§ **Exercise**: Wherever the word "check" occurs in the lines below, copy the whole line.

Stored items
== Segment start ==
//! Module for handling long-running background tasks.

use std::sync::{Arc, atomic::{AtomicBool, Ordering}};
use tokio::{task::JoinHandle, sync::Notify};

/// A handle for managing a background task that lives for a serving session.
///
/// The task receives a `running` flag and a notifier when it is spawned. It
/// is expected to re-check `running` every time the notifier wakes it, and
/// to return once the flag is cleared.
///
/// # Example
///
/// ```ignore
/// use ember::engine::WorkerHandle;
/// use std::sync::atomic::Ordering;
///
/// async fn example() {
///     let worker = WorkerHandle::new(|running, notifier| {
///         tokio::spawn(async move {
///             while running.load(Ordering::SeqCst) {
///                 notifier.notified().await;
///                 // react to the wake-up
///             }
///         })
///     });
///
///     worker.notify();
///     worker.stop().await;
/// }
/// ```
pub struct WorkerHandle {
    /// Flag indicating whether the background task should continue running
    running: Arc<AtomicBool>,

    /// Handle to the spawned background task, becomes `None` after shutdown is initiated
    handle: Option<JoinHandle<()>>,

    /// Notification mechanism to wake up the background task
    notifier: Arc<Notify>,
}

impl WorkerHandle {
    /// Creates a new `WorkerHandle` by spawning a background task.
    ///
    /// # Parameters
    ///
    /// * `task` - A function that takes a running flag and a notifier, and returns a `JoinHandle`.
    ///   This function is responsible for creating and spawning the actual background task.
    pub fn new<F>(task: F) -> Self
    where
        F: FnOnce(Arc<AtomicBool>, Arc<Notify>) -> JoinHandle<()> + Send + 'static,
    {
        let running = Arc::new(AtomicBool::new(true));
        let notifier = Arc::new(Notify::new());
        let handle = task(running.clone(), notifier.clone());

        Self {
            running,
            handle: Some(handle),
            notifier,
        }
    }

    /// Wakes the background task.
    ///
    /// If the task is not currently waiting, the wake-up is stored and
    /// consumed by its next wait. Repeated calls before that collapse into one.
    pub fn notify(&self) {
        self.notifier.notify_one();
    }

    /// Returns a clone of the notifier so other tasks can wake the worker.
    pub fn notifier(&self) -> Arc<Notify> {
        self.notifier.clone()
    }

    pub fn is_running(&self) -> bool {
        self.running.load(Ordering::SeqCst)
    }

    /// True once the background task has returned.
    pub fn is_finished(&self) -> bool {
        self.handle.as_ref().is_none_or(|handle| handle.is_finished())
    }

    /// Signals the task to stop without waiting for it.
    ///
    /// The task handle is detached; the task exits at its next check of the
    /// running flag. Safe to call repeatedly.
    pub fn shutdown(&mut self) {
        self.running.store(false, Ordering::SeqCst);
        self.notifier.notify_one();

        if let Some(handle) = self.handle.take() {
            if let Ok(runtime) = tokio::runtime::Handle::try_current() {
                runtime.spawn(async move {
                    let _ = handle.await;
                });
            }
        }
    }

    /// Signals the task to stop and waits until it has returned.
    pub async fn stop(mut self) {
        self.running.store(false, Ordering::SeqCst);
        self.notifier.notify_one();

        if let Some(handle) = self.handle.take() {
            let _ = handle.await;
        }
    }
}

impl Drop for WorkerHandle {
    /// Ensures the background task is told to terminate when the handle is dropped.
    fn drop(&mut self) {
        self.shutdown();
    }
}

#[cfg(test)]
mod tests {
    use super::*;
    use std::sync::atomic::AtomicUsize;
    use std::time::Duration;
    use tokio::time;

    fn counting_worker(count: Arc<AtomicUsize>, stopped: Arc<AtomicBool>) -> WorkerHandle {
        WorkerHandle::new(move |running, notifier| {
            tokio::spawn(async move {
                while running.load(Ordering::SeqCst) {
                    notifier.notified().await;
                    if running.load(Ordering::SeqCst) {
                        count.fetch_add(1, Ordering::SeqCst);
                    }
                }
                stopped.store(true, Ordering::SeqCst);
            })
        })
    }

    #[tokio::test]
    async fn test_worker_wakes_on_notify() {
        let count = Arc::new(AtomicUsize::new(0));
        let worker = counting_worker(count.clone(), Arc::new(AtomicBool::new(false)));

        worker.notify();
        time::sleep(Duration::from_millis(50)).await;
        assert_eq!(count.load(Ordering::SeqCst), 1);

        worker.notify();
        time::sleep(Duration::from_millis(50)).await;
        assert_eq!(count.load(Ordering::SeqCst), 2);
    }

    #[tokio::test]
    async fn test_notifications_before_wait_collapse() {
        let count = Arc::new(AtomicUsize::new(0));
        let gate = Arc::new(Notify::new());
        let worker = WorkerHandle::new({
            let count = count.clone();
            let gate = gate.clone();
            move |running, notifier| {
                tokio::spawn(async move {
                    gate.notified().await;
                    while running.load(Ordering::SeqCst) {
                        notifier.notified().await;
                        count.fetch_add(1, Ordering::SeqCst);
                    }
                })
            }
        });

        // The task is parked on the gate, so these land as a single stored permit
        worker.notify();
        worker.notify();
        worker.notify();
        gate.notify_one();

        time::sleep(Duration::from_millis(50)).await;
        assert_eq!(count.load(Ordering::SeqCst), 1);
    }

    #[tokio::test]
    async fn test_stop_waits_for_task() {
        let stopped = Arc::new(AtomicBool::new(false));
        let worker = counting_worker(Arc::new(AtomicUsize::new(0)), stopped.clone());
        assert!(worker.is_running());

        worker.stop().await;
        assert!(stopped.load(Ordering::SeqCst));
    }

    #[tokio::test]
    async fn test_shutdown_is_idempotent() {
        let stopped = Arc::new(AtomicBool::new(false));
        let mut worker = counting_worker(Arc::new(AtomicUsize::new(0)), stopped.clone());

        worker.shutdown();
        worker.shutdown();
        assert!(!worker.is_running());
        assert!(worker.is_finished());

        time::sleep(Duration::from_millis(50)).await;
        assert!(stopped.load(Ordering::SeqCst));
    }

    #[tokio::test]
    async fn test_drop_triggers_shutdown() {
        let stopped = Arc::new(AtomicBool::new(false));
        {
            let _worker = counting_worker(Arc::new(AtomicUsize::new(0)), stopped.clone());
            time::sleep(Duration::from_millis(10)).await;
        }

        time::sleep(Duration::from_millis(50)).await;
        assert!(stopped.load(Ordering::SeqCst));
    }
}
== Segment end ==
§ **Solution to the problem**:
/// is expected to re-check `running` every time the notifier wakes it, and
    /// The task handle is detached; the task exits at its next check of the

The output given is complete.